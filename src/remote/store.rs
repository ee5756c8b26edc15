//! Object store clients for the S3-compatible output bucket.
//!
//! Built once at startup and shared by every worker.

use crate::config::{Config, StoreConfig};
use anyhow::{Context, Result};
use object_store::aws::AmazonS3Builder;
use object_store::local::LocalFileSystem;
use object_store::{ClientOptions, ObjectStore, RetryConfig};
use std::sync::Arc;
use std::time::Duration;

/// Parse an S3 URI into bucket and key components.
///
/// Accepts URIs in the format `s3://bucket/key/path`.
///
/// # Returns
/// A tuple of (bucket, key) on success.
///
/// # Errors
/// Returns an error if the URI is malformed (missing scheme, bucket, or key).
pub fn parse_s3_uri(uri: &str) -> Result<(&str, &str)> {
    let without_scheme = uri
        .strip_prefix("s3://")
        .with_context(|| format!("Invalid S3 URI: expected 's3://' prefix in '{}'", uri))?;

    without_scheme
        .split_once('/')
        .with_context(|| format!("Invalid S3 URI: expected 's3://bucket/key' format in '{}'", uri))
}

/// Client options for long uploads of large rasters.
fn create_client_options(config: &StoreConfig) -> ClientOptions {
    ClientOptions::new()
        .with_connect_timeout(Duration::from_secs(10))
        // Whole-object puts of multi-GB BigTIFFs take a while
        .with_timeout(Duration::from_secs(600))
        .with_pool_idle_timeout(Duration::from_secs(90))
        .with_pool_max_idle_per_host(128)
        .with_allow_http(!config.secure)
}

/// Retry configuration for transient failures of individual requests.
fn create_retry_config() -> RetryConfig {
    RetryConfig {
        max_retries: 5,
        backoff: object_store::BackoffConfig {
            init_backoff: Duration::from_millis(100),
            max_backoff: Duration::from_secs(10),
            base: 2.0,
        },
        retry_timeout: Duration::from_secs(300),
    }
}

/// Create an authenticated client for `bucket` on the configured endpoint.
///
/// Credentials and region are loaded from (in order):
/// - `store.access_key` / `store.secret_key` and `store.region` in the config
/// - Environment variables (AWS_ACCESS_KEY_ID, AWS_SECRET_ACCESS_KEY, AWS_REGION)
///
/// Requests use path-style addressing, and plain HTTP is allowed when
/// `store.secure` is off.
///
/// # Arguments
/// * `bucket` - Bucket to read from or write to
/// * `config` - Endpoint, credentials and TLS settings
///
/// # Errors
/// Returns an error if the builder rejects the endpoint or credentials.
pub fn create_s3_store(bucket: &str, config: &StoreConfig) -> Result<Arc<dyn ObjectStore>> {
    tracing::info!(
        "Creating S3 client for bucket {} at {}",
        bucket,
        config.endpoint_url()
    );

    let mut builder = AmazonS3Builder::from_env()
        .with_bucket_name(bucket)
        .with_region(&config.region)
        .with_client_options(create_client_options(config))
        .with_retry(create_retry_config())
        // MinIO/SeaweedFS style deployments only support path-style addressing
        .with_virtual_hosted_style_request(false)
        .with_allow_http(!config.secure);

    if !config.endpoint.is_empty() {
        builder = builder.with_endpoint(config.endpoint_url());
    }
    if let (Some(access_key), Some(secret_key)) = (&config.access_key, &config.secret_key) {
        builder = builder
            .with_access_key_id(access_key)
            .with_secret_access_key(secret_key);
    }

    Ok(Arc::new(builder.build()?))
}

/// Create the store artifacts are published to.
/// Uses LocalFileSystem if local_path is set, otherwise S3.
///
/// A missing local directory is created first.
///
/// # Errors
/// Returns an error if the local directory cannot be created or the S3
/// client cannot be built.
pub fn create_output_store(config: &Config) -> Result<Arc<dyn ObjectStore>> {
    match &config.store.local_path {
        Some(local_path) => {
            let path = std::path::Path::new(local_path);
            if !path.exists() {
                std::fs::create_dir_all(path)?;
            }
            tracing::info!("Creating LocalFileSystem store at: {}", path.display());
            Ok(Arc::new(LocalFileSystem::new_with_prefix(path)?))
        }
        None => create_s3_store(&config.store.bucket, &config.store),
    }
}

• **TASK STATEMENT**
Note each line of the entries that has "ClientOptions" in it, and copy those lines.

• **TASK RESULT**
use object_store::{ClientOptions, ObjectStore, RetryConfig};
fn create_client_options(config: &StoreConfig) -> ClientOptions {
    ClientOptions::new()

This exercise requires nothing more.